I am a good leader, a good boss. I know my team likes being a part of my organization, and if you were to ask if we have problems with drama, I would tell you NO. But then I would pause because even in my organization, I know there is some drama. It is just a natural, human thing. There is stuff that frustrates them. Sometimes it is circumstantial, and sometimes it is because of who I am and how I lead.

The Style Problem

Part of what makes the drama problem so difficult is that different leaders have different styles. In my organization, we have let a couple of people go because they simply were not doing a good job. And we have had others leave who were actually great at what they did, but were not a culture fit. Their leaving made their lives, both personal and professional, better and made Senior Living Foresight run better.

Mostly, Though …

Mostly, though, people want to make a difference, to have a voice, to be heard. Most of the drama that happens in your organization happens because people feel like they are not valued and heard. What this really means is that you have to have a work environment that is safe for team members. Safety is, according to research done by Google, the most important dynamic in high-performing teams.
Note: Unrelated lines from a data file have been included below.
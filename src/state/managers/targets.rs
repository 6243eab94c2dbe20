//! Target configuration and function → role wiring.

use crate::state::journal::JournaledMap;
use crate::state::records::TargetConfig;
use gatehouse_abi::{Address, RoleId, Selector};

#[derive(Default)]
pub struct TargetManager {
    configs: JournaledMap<Address, TargetConfig>,
    function_roles: JournaledMap<(Address, Selector), RoleId>,
}

impl TargetManager {
    pub fn config(&self, target: Address) -> TargetConfig {
        self.configs.get(&target).unwrap_or_default()
    }

    pub fn update_config<R>(&self, target: Address, f: impl FnOnce(&mut TargetConfig) -> R) -> R {
        self.configs.update(target, f)
    }

    /// Role required to call `selector` on `target`; `ADMIN` until configured.
    pub fn function_role(&self, target: Address, selector: Selector) -> RoleId {
        self.function_roles
            .get(&(target, selector))
            .unwrap_or(RoleId::ADMIN)
    }

    pub fn set_function_role(&self, target: Address, selector: Selector, role: RoleId) {
        self.function_roles.insert((target, selector), role);
    }

    pub(crate) fn checkpoint(&self) -> [usize; 2] {
        [self.configs.checkpoint(), self.function_roles.checkpoint()]
    }

    pub(crate) fn revert_to(&self, cp: [usize; 2]) {
        self.function_roles.revert_to(cp[1]);
        self.configs.revert_to(cp[0]);
    }

    pub(crate) fn commit(&self) {
        self.configs.commit();
        self.function_roles.commit();
    }
}

#[cfg(test)]
mod tests {
    use super::*;

    #[test]
    fn test_function_role_defaults_to_admin() {
        let targets = TargetManager::default();
        let t = Address::from_low_u64(7);
        assert_eq!(targets.function_role(t, Selector::from(1)), RoleId::ADMIN);
        targets.set_function_role(t, Selector::from(1), RoleId(5));
        assert_eq!(targets.function_role(t, Selector::from(1)), RoleId(5));
        assert_eq!(targets.function_role(t, Selector::from(2)), RoleId::ADMIN);
    }

    #[test]
    fn test_closed_flag_defaults_open() {
        let targets = TargetManager::default();
        let t = Address::from_low_u64(7);
        assert!(!targets.config(t).closed);
        targets.update_config(t, |cfg| cfg.closed = true);
        assert!(targets.config(t).closed);
    }
}
//! Metrics endpoint.
//!
//! Serves the Prometheus text exposition at `GET /metrics` on its own task,
//! next to the operator console.

use axum::{routing::get, Router};
use std::net::SocketAddr;
use tracing::{error, info};

pub fn router() -> Router {
    Router::new().route("/metrics", get(|| async { crate::metrics::gather_metrics() }))
}

/// Bind `0.0.0.0:port` and serve until the process exits.
///
/// Failures are logged, not returned.
pub async fn run_http_server(port: u16) {
    let addr = SocketAddr::from(([0, 0, 0, 0], port));
    let listener = match tokio::net::TcpListener::bind(addr).await {
        Ok(listener) => listener,
        Err(e) => {
            error!(%addr, error = %e, "Metrics endpoint failed to bind");
            return;
        }
    };
    info!(%addr, "Metrics endpoint listening");

    if let Err(e) = axum::serve(listener, router()).await {
        error!(%addr, error = %e, "Metrics endpoint stopped");
    }
}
When you ask people to be creative, to share their ideas for making things better, you will actually get ideas that will make the organization better.

Not everything suggested will make it better or be practical, but being heard is worth more than most leaders can imagine.

When You Realize It’s Happening

If you are the leader, by the time you realize you have a drama problem, you will be way down the rabbit hole. You will have a big, tangled mess of discouraged and angry people. People who are ready to quit, or who, if they stay, are completely disengaged. It is hard to know which is worse.

You will only fix it by doing serious, hard, transparent work.

You can prevent it with trust and transparency.